(Stored data)
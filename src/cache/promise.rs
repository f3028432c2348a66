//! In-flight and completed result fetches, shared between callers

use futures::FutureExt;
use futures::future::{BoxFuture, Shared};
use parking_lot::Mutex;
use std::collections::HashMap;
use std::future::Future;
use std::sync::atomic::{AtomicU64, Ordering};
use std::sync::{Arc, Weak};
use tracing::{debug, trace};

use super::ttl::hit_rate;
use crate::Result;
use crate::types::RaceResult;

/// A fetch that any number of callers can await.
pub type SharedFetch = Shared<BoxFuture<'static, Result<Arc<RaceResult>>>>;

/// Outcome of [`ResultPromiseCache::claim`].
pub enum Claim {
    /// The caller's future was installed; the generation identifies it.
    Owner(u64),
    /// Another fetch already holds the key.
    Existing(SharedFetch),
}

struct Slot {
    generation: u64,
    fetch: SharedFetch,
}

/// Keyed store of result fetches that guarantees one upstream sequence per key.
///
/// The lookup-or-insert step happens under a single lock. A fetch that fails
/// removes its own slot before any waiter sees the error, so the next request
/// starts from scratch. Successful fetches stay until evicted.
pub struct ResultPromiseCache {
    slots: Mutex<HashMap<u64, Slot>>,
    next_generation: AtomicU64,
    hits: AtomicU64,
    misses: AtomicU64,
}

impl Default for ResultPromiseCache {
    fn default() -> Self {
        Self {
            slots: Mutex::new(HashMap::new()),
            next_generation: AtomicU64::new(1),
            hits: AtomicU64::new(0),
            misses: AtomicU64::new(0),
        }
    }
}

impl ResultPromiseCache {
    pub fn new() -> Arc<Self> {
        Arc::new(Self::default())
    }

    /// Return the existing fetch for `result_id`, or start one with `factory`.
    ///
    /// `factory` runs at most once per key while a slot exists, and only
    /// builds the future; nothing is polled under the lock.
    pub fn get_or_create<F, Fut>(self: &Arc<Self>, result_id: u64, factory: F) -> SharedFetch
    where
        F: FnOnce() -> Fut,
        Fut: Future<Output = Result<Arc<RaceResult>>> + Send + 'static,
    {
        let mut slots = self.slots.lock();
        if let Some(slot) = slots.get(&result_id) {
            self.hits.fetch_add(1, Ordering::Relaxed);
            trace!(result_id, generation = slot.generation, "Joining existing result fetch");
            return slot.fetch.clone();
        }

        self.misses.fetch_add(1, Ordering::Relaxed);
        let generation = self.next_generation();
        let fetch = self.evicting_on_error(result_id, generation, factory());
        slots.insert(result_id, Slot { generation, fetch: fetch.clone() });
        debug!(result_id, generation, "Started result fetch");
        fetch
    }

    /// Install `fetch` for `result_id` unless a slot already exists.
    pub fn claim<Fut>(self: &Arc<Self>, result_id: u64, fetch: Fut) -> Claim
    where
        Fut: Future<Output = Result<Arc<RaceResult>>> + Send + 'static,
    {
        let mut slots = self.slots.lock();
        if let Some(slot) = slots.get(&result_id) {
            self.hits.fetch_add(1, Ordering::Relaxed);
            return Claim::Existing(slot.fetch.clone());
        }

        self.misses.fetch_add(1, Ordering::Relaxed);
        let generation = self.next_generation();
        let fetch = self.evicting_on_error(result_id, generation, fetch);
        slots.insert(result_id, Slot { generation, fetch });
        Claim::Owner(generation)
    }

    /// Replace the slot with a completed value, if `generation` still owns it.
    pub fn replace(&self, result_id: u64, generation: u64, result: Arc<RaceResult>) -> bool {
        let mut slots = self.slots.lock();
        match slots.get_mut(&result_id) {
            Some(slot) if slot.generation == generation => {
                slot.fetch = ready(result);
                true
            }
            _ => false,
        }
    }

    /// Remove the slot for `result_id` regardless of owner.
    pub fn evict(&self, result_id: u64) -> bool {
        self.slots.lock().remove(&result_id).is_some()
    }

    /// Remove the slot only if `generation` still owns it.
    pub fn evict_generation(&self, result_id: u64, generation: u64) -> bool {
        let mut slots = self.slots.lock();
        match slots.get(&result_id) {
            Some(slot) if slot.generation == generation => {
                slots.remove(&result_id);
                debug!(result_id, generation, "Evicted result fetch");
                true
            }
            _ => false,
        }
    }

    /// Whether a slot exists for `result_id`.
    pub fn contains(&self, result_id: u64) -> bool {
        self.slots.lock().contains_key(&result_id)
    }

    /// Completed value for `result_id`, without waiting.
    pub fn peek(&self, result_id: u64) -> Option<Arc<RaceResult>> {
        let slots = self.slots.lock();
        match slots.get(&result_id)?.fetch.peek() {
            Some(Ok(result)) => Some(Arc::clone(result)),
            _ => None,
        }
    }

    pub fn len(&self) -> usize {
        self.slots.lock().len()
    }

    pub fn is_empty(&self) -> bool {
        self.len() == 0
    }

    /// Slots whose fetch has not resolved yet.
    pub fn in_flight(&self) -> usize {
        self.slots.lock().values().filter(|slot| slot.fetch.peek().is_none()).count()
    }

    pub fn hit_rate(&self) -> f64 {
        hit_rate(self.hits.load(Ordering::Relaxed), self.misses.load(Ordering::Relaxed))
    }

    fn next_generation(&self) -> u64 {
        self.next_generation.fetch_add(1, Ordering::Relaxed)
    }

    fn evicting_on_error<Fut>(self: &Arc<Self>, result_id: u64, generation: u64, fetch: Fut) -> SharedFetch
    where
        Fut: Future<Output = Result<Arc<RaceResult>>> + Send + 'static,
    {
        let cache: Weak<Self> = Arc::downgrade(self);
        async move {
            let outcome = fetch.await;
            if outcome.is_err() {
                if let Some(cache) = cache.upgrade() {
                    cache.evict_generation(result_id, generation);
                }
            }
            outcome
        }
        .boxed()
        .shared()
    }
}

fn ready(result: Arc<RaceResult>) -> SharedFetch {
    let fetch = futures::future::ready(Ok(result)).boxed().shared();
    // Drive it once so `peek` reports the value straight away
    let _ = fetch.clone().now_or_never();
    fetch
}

**Exercise aim**. From the records above, return each line where "lock" occurs.

**Solved exercise**.
/// The lookup-or-insert step happens under a single lock. A fetch that fails
    /// builds the future; nothing is polled under the lock.
        let mut slots = self.slots.lock();
        let mut slots = self.slots.lock();
        let mut slots = self.slots.lock();
        self.slots.lock().remove(&result_id).is_some()
        let mut slots = self.slots.lock();
        self.slots.lock().contains_key(&result_id)
        let slots = self.slots.lock();
        self.slots.lock().len()
        self.slots.lock().values().filter(|slot| slot.fetch.peek().is_none()).count()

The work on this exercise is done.